Towards Understanding Temporal and Spatial Patterns of Molybdenum in the Critical Zone

Molybdenum (Mo) is a redox-sensitive element that has been used to constrain paleo-oxygen conditions in marine sediments and could potentially be used similarly in soils. Sedimentary Mo ultimately comes from the terrestrial weathering of rocks during soil development (pedogenesis), but the mechanisms controlling Mo loss and mobility in soils are not well known. Here we present Mo concentration data from soils and specific soil pools across two climatic gradients on the Hawaiian Islands, the Maui climate gradient (MCG) and the Kona climate gradient (KCG). The MCG is a well-established precipitation gradient that exhibits a decrease in soil Eh and Fe content and an increase in organic matter (OM) content with increasing rainfall.
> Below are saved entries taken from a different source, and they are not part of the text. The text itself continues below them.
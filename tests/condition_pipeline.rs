//! End-to-end tests for the fetch / fallback / classify / aggregate pipeline
//!
//! Every test runs against an in-memory `ConditionSource`, so no backend is
//! needed. Per-site delays let tests control the order in which concurrent
//! fetches complete.
//!
//! Run with: cargo test --test condition_pipeline

use async_trait::async_trait;
use futures::stream::{FuturesUnordered, StreamExt};
use launchmon_service::aggregate::SiteScoreAggregator;
use launchmon_service::classify::{BandColor, ScoreBand, classify};
use launchmon_service::client::{ConditionClient, ConditionSource};
use launchmon_service::fallback::{ApplyOutcome, FallbackState, SampleFallbackController};
use launchmon_service::model::{ConditionError, ConditionRequest, ConditionResult, Location, ResourceKind};
use launchmon_service::view::PanelView;
use serde_json::{Value, json};
use std::collections::HashMap;
use std::sync::{Arc, Mutex};
use std::time::Duration;

// ---------------------------------------------------------------------------
// Test Helpers
// ---------------------------------------------------------------------------

#[derive(Clone)]
enum Script {
    Score(f64),
    RateLimited,
    Down,
}

/// Scripted backend: one behaviour and one delay per site. Sample requests
/// always succeed with a fixed score.
struct ScriptedBackend {
    sites: HashMap<Location, (u64, Script)>,
    calls: Mutex<Vec<(ResourceKind, ConditionRequest)>>,
}

const SAMPLE_SCORE: f64 = 50.0;

impl ScriptedBackend {
    fn new(sites: &[(Location, u64, Script)]) -> Arc<Self> {
        Arc::new(Self {
            sites: sites.iter().map(|(l, d, s)| (*l, (*d, s.clone()))).collect(),
            calls: Mutex::new(Vec::new()),
        })
    }

    fn calls(&self) -> Vec<(ResourceKind, ConditionRequest)> {
        self.calls.lock().unwrap().clone()
    }
}

#[async_trait]
impl ConditionSource for ScriptedBackend {
    async fn fetch_resource(
        &self,
        kind: ResourceKind,
        request: ConditionRequest,
    ) -> Result<Value, ConditionError> {
        self.calls.lock().unwrap().push((kind, request));
        let (delay_ms, script) = self
            .sites
            .get(&request.location)
            .cloned()
            .unwrap_or((0, Script::Down));
        tokio::time::sleep(Duration::from_millis(delay_ms)).await;

        let location = request.location.as_str();
        if request.use_sample {
            return Ok(json!({ "location": location, "composite_score": SAMPLE_SCORE, "sample": true }));
        }
        match script {
            Script::Score(score) => Ok(json!({ "location": location, "composite_score": score })),
            Script::RateLimited => Ok(json!({ "error": "RATE_LIMIT_REACHED" })),
            Script::Down => Err(ConditionError::Transport("connection refused".into())),
        }
    }
}

fn score_client(backend: &Arc<ScriptedBackend>) -> ConditionClient {
    ConditionClient::new(backend.clone(), ResourceKind::LaunchScore)
}

// ---------------------------------------------------------------------------
// Site score aggregation
// ---------------------------------------------------------------------------

#[tokio::test]
async fn test_six_sites_two_failing_yields_four_entries() {
    let backend = ScriptedBackend::new(&[
        (Location::KennedySpaceCenter, 10, Script::Score(85.0)),
        (Location::CapeCanaveral, 20, Script::RateLimited),
        (Location::VandenbergSfb, 5, Script::Score(62.5)),
        (Location::WallopsFlightFacility, 15, Script::Down),
        (Location::KodiakLaunchComplex, 30, Script::Score(0.0)),
        (Location::SpaceportAmerica, 0, Script::Score(41.0)),
    ]);
    let aggregator = SiteScoreAggregator::new(score_client(&backend));

    let map = aggregator.aggregate_scores(&Location::ALL).await;

    assert_eq!(map.len(), 4);
    assert_eq!(map.get(Location::KennedySpaceCenter), Some(85.0));
    assert_eq!(map.get(Location::KodiakLaunchComplex), Some(0.0));
    assert!(!map.contains(Location::CapeCanaveral));
    assert!(!map.contains(Location::WallopsFlightFacility));

    // The map never retries and never asks for sample data.
    let calls = backend.calls();
    assert_eq!(calls.len(), 6);
    assert!(calls.iter().all(|(_, req)| !req.use_sample));
}

#[tokio::test]
async fn test_completion_order_does_not_change_the_map() {
    let scripts = [
        (Location::KennedySpaceCenter, Script::Score(91.0)),
        (Location::CapeCanaveral, Script::Score(72.0)),
        (Location::VandenbergSfb, Script::RateLimited),
        (Location::WallopsFlightFacility, Script::Score(38.5)),
        (Location::KodiakLaunchComplex, Script::Down),
        (Location::SpaceportAmerica, Script::Score(60.0)),
    ];

    let ascending: Vec<_> = scripts
        .iter()
        .enumerate()
        .map(|(i, (l, s))| (*l, i as u64 * 15, s.clone()))
        .collect();
    let descending: Vec<_> = scripts
        .iter()
        .enumerate()
        .map(|(i, (l, s))| (*l, (5 - i as u64) * 15, s.clone()))
        .collect();

    let first = SiteScoreAggregator::new(score_client(&ScriptedBackend::new(&ascending)))
        .aggregate_scores(&Location::ALL)
        .await;
    let second = SiteScoreAggregator::new(score_client(&ScriptedBackend::new(&descending)))
        .aggregate_scores(&Location::ALL)
        .await;

    assert_eq!(first, second);
    assert_eq!(first.len(), 4);
}

#[tokio::test]
async fn test_incremental_map_matches_joined_map() {
    let backend = ScriptedBackend::new(&[
        (Location::KennedySpaceCenter, 40, Script::Score(88.0)),
        (Location::CapeCanaveral, 10, Script::Score(45.0)),
        (Location::SpaceportAmerica, 25, Script::RateLimited),
    ]);
    let aggregator = SiteScoreAggregator::new(score_client(&backend));
    let sites = [Location::KennedySpaceCenter, Location::CapeCanaveral, Location::SpaceportAmerica];

    let mut updates = 0;
    let incremental = aggregator
        .aggregate_scores_incremental(&sites, |_, _| updates += 1)
        .await;
    let joined = aggregator.aggregate_scores(&sites).await;

    assert_eq!(updates, 2);
    assert_eq!(incremental, joined);
}

// ---------------------------------------------------------------------------
// Sample-data fallback
// ---------------------------------------------------------------------------

#[tokio::test]
async fn test_accept_issues_exactly_one_sample_retry() {
    let backend = ScriptedBackend::new(&[(Location::VandenbergSfb, 0, Script::RateLimited)]);
    let mut panel = SampleFallbackController::new(score_client(&backend), Location::KennedySpaceCenter);

    assert_eq!(panel.load(Location::VandenbergSfb).await, ApplyOutcome::PromptShown);
    let view = PanelView::from_controller(&panel);
    assert!(view.prompt_visible);
    assert!(view.content.is_none());
    assert!(view.error.is_none());

    assert_eq!(panel.accept_sample().await.unwrap(), ApplyOutcome::Loaded);
    assert_eq!(panel.state(), FallbackState::Idle);
    assert_eq!(panel.payload().unwrap()["sample"], true);

    let calls = backend.calls();
    assert_eq!(calls.len(), 2);
    assert_eq!(calls[1].1, ConditionRequest::sample(Location::VandenbergSfb));

    let view = PanelView::from_controller(&panel);
    let content = view.content.unwrap();
    assert_eq!(content.score, Some(SAMPLE_SCORE));
    assert_eq!(content.classification.band, ScoreBand::Marginal);
}

#[tokio::test]
async fn test_decline_issues_no_fetch_and_shows_fixed_message() {
    let backend = ScriptedBackend::new(&[(Location::CapeCanaveral, 0, Script::RateLimited)]);
    let mut panel = SampleFallbackController::new(score_client(&backend), Location::CapeCanaveral);

    panel.load(Location::CapeCanaveral).await;
    panel.decline_sample().unwrap();

    assert_eq!(backend.calls().len(), 1);
    let view = PanelView::from_controller(&panel);
    assert!(!view.prompt_visible);
    assert_eq!(view.error.as_deref(), Some("data retrieval limit reached"));
}

#[tokio::test]
async fn test_later_selection_wins_over_slower_earlier_fetch() {
    // A is slow, B is fast; both are in flight together.
    let backend = ScriptedBackend::new(&[
        (Location::KennedySpaceCenter, 80, Script::Score(12.0)),
        (Location::WallopsFlightFacility, 5, Script::Score(82.0)),
    ]);
    let mut panel = SampleFallbackController::new(score_client(&backend), Location::KennedySpaceCenter);
    let client = panel.client().clone();

    let ticket_a = panel.select_location(Location::KennedySpaceCenter);
    let ticket_b = panel.select_location(Location::WallopsFlightFacility);

    let mut in_flight: FuturesUnordered<_> = [ticket_a, ticket_b]
        .into_iter()
        .map(|ticket| {
            let client = client.clone();
            async move {
                let result = client.fetch(ticket.request).await;
                (ticket, result)
            }
        })
        .collect();

    let mut outcomes = Vec::new();
    while let Some((ticket, result)) = in_flight.next().await {
        let location = ticket.request.location;
        outcomes.push((location, panel.apply(ticket, result)));
    }

    assert_eq!(
        outcomes,
        vec![
            (Location::WallopsFlightFacility, ApplyOutcome::Loaded),
            (Location::KennedySpaceCenter, ApplyOutcome::Discarded),
        ]
    );
    assert_eq!(panel.location(), Location::WallopsFlightFacility);
    assert_eq!(panel.payload().unwrap()["composite_score"], 82.0);
    assert!(!panel.is_loading());
}

#[tokio::test]
async fn test_transport_failure_reaches_panel_as_error() {
    let backend = ScriptedBackend::new(&[(Location::KodiakLaunchComplex, 0, Script::Down)]);
    let mut panel = SampleFallbackController::new(score_client(&backend), Location::KodiakLaunchComplex);

    assert_eq!(panel.load(Location::KodiakLaunchComplex).await, ApplyOutcome::Failed);
    let view = PanelView::from_controller(&panel);
    assert!(!view.prompt_visible);
    assert_eq!(view.error.as_deref(), Some("connection refused"));
}

#[tokio::test]
async fn test_slow_backend_times_out() {
    let backend = ScriptedBackend::new(&[(Location::SpaceportAmerica, 500, Script::Score(70.0))]);
    let client = score_client(&backend).with_timeout(Duration::from_millis(50));

    let result = client.fetch(ConditionRequest::live(Location::SpaceportAmerica)).await;

    assert!(matches!(result, ConditionResult::Failed(ConditionError::Timeout { .. })));
}

// ---------------------------------------------------------------------------
// Classification
// ---------------------------------------------------------------------------

#[test]
fn test_band_boundaries() {
    let cases = [
        (Some(0.0), ScoreBand::Critical, BandColor::Red),
        (Some(39.999), ScoreBand::Critical, BandColor::Red),
        (Some(40.0), ScoreBand::Marginal, BandColor::Orange),
        (Some(59.9), ScoreBand::Marginal, BandColor::Orange),
        (Some(60.0), ScoreBand::Good, BandColor::Yellow),
        (Some(79.9), ScoreBand::Good, BandColor::Yellow),
        (Some(80.0), ScoreBand::Excellent, BandColor::Green),
        (Some(100.0), ScoreBand::Excellent, BandColor::Green),
        (None, ScoreBand::Unknown, BandColor::Gray),
    ];
    for (score, band, color) in cases {
        let c = classify(score);
        assert_eq!(c.band, band, "score {:?}", score);
        assert_eq!(c.color, color, "score {:?}", score);
    }
}
/// Core data types for the launch conditions service.
///
/// This module defines the shared domain model imported by all other modules:
/// launch site identifiers, fetch requests and results, the error taxonomy,
/// and typed views over the backend's JSON payloads. It performs no I/O.

use serde::de::DeserializeOwned;
use serde::{Deserialize, Deserializer, Serialize};
use serde_json::Value;
use std::fmt;
use std::str::FromStr;
use std::time::Duration;
use thiserror::Error;

// ---------------------------------------------------------------------------
// Wire constants
// ---------------------------------------------------------------------------

/// Value of the payload `error` field that signals an upstream rate limit.
pub const RATE_LIMIT_MARKER: &str = "RATE_LIMIT_REACHED";

/// Fixed user-visible message shown after the sample-data offer is declined.
pub const LIMIT_REACHED_MESSAGE: &str = "data retrieval limit reached";

// ---------------------------------------------------------------------------
// Locations
// ---------------------------------------------------------------------------

/// A launch site known to the dashboard backend.
///
/// Names are matched by exact string equality: no trimming, no case folding.
#[derive(Debug, Clone, Copy, PartialEq, Eq, PartialOrd, Ord, Hash, Serialize, Deserialize)]
pub enum Location {
    #[serde(rename = "Kennedy Space Center")]
    KennedySpaceCenter,
    #[serde(rename = "Cape Canaveral")]
    CapeCanaveral,
    #[serde(rename = "Vandenberg SFB")]
    VandenbergSfb,
    #[serde(rename = "Wallops Flight Facility")]
    WallopsFlightFacility,
    #[serde(rename = "Kodiak Launch Complex")]
    KodiakLaunchComplex,
    #[serde(rename = "Spaceport America")]
    SpaceportAmerica,
}

impl Location {
    /// Every location, in registry order.
    pub const ALL: [Location; 6] = [
        Location::KennedySpaceCenter,
        Location::CapeCanaveral,
        Location::VandenbergSfb,
        Location::WallopsFlightFacility,
        Location::KodiakLaunchComplex,
        Location::SpaceportAmerica,
    ];

    /// The backend's name for this site.
    pub fn as_str(&self) -> &'static str {
        match self {
            Location::KennedySpaceCenter => "Kennedy Space Center",
            Location::CapeCanaveral => "Cape Canaveral",
            Location::VandenbergSfb => "Vandenberg SFB",
            Location::WallopsFlightFacility => "Wallops Flight Facility",
            Location::KodiakLaunchComplex => "Kodiak Launch Complex",
            Location::SpaceportAmerica => "Spaceport America",
        }
    }
}

impl fmt::Display for Location {
    fn fmt(&self, f: &mut fmt::Formatter<'_>) -> fmt::Result {
        f.write_str(self.as_str())
    }
}

impl FromStr for Location {
    type Err = ConditionError;

    fn from_str(s: &str) -> Result<Self, Self::Err> {
        Location::ALL
            .into_iter()
            .find(|loc| loc.as_str() == s)
            .ok_or_else(|| ConditionError::UnknownLocation(s.to_string()))
    }
}

// ---------------------------------------------------------------------------
// Requests and results
// ---------------------------------------------------------------------------

/// Which per-location backend resource a fetch targets.
#[derive(Debug, Clone, Copy, PartialEq, Eq, Hash)]
pub enum ResourceKind {
    Weather,
    LaunchScore,
}

impl ResourceKind {
    /// Path segment used by the backend, e.g. `/weather/{location}`.
    pub fn path_segment(&self) -> &'static str {
        match self {
            ResourceKind::Weather => "weather",
            ResourceKind::LaunchScore => "launch_score",
        }
    }
}

impl fmt::Display for ResourceKind {
    fn fmt(&self, f: &mut fmt::Formatter<'_>) -> fmt::Result {
        f.write_str(self.path_segment())
    }
}

/// A single fetch attempt. Built per attempt and never mutated.
#[derive(Debug, Clone, Copy, PartialEq, Eq, Hash)]
pub struct ConditionRequest {
    pub location: Location,
    pub use_sample: bool,
}

impl ConditionRequest {
    /// A live-data request.
    pub fn live(location: Location) -> Self {
        Self { location, use_sample: false }
    }

    /// A sample-data request for the same site.
    pub fn sample(location: Location) -> Self {
        Self { location, use_sample: true }
    }
}

/// Outcome of one resource fetch. Exactly one variant is active.
#[derive(Debug, Clone, PartialEq)]
pub enum ConditionResult {
    /// The raw payload, unmodified.
    Ok(Value),
    /// The backend signalled `RATE_LIMIT_REACHED`.
    RateLimited,
    Failed(ConditionError),
}

impl ConditionResult {
    pub fn is_ok(&self) -> bool {
        matches!(self, ConditionResult::Ok(_))
    }

    pub fn payload(&self) -> Option<&Value> {
        match self {
            ConditionResult::Ok(payload) => Some(payload),
            _ => None,
        }
    }
}

// ---------------------------------------------------------------------------
// Error types
// ---------------------------------------------------------------------------

/// Errors that can arise while fetching or decoding backend resources.
///
/// `Display` yields the user-visible message.
#[derive(Debug, Clone, PartialEq, Error)]
pub enum ConditionError {
    /// Network failure, non-JSON body, or similar lower-level problem.
    #[error("{0}")]
    Transport(String),
    /// The body was JSON but not the shape we expected.
    #[error("Parse error: {0}")]
    Parse(String),
    /// The payload carried an `error` field other than the rate-limit marker.
    #[error("{0}")]
    Upstream(String),
    /// No response within the configured bound.
    #[error("timeout after {after:?}")]
    Timeout { after: Duration },
    /// Live data was rate limited and sample data was declined.
    #[error("data retrieval limit reached")]
    LimitReached,
    #[error("Unknown launch site: {0:?}")]
    UnknownLocation(String),
}

// ---------------------------------------------------------------------------
// Typed payload views
// ---------------------------------------------------------------------------

// Field decoders. Backend payloads are loosely typed, so a field with an
// unexpected shape reads as absent instead of failing the whole payload.

fn lenient_number<'de, D: Deserializer<'de>>(d: D) -> Result<Option<f64>, D::Error> {
    Ok(Value::deserialize(d)?.as_f64())
}

fn lenient_text<'de, D: Deserializer<'de>>(d: D) -> Result<Option<String>, D::Error> {
    Ok(match Value::deserialize(d)? {
        Value::String(s) => Some(s),
        _ => None,
    })
}

fn lenient_section<'de, D, T>(d: D) -> Result<Option<T>, D::Error>
where
    D: Deserializer<'de>,
    T: DeserializeOwned,
{
    Ok(serde_json::from_value(Value::deserialize(d)?).ok())
}

fn lenient_list<'de, D, T>(d: D) -> Result<Vec<T>, D::Error>
where
    D: Deserializer<'de>,
    T: DeserializeOwned,
{
    Ok(match Value::deserialize(d)? {
        Value::Array(items) => items
            .into_iter()
            .filter_map(|item| serde_json::from_value(item).ok())
            .collect(),
        _ => Vec::new(),
    })
}

fn require_object(payload: &Value) -> Result<(), ConditionError> {
    if payload.is_object() {
        Ok(())
    } else {
        Err(ConditionError::Parse(format!("expected a JSON object, got {}", payload)))
    }
}

/// The headline launch score: `composite_score`, or the legacy `score` field
/// when that is absent. Only JSON numbers count.
pub fn headline_score(payload: &Value) -> Option<f64> {
    payload
        .get("composite_score")
        .and_then(Value::as_f64)
        .or_else(|| payload.get("score").and_then(Value::as_f64))
}

/// One forecast step in the richer weather payload.
#[derive(Debug, Clone, PartialEq, Default, Serialize, Deserialize)]
#[serde(default)]
pub struct ForecastEntry {
    #[serde(deserialize_with = "lenient_text")]
    pub time: Option<String>,
    #[serde(deserialize_with = "lenient_number")]
    pub temperature: Option<f64>,
    #[serde(deserialize_with = "lenient_text")]
    pub description: Option<String>,
    #[serde(deserialize_with = "lenient_number")]
    pub wind_speed: Option<f64>,
    #[serde(deserialize_with = "lenient_number")]
    pub humidity: Option<f64>,
}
We expected to find lower Mo concentrations and lower Mo mobilization in highly reducing (greater rainfall) soils as a result of Fe reduction and near complete loss of Fe-oxyhydroxides. However, we observe higher weak acid leachable Mo concentrations at higher rainfall sites. Since high rainfall coincides with a loss of Fe by reductive dissolution and the accumulation of OM, suggesting a shift from Fe-oxyhydroxide control of Mo at low rainfall sites to predominately OM-control of Mo at high rainfall sites. Selective chemical extractions indicate that Mo concentrations are two orders of magnitude higher in the OM bound pool versus the Fe(Al) bound pool, corroborating the importance of Mo-OM interactions on overall soil Mo pools. We also find evidence for increasing Mo retention in wetter soils along the KCG, which may be a result of increasing OM and Fe and Al oxyhydroxide content. An alternate explanation is that higher rainfall contributes sufficiently greater marine-derived atmospheric input of Mo. The fact that there are consistent patterns with rainfall on both climate gradients illustrate the potential for Mo as a tracer of pedogenic and redox processes in soils and highlight the importance of constraining controls on Mo fluxes.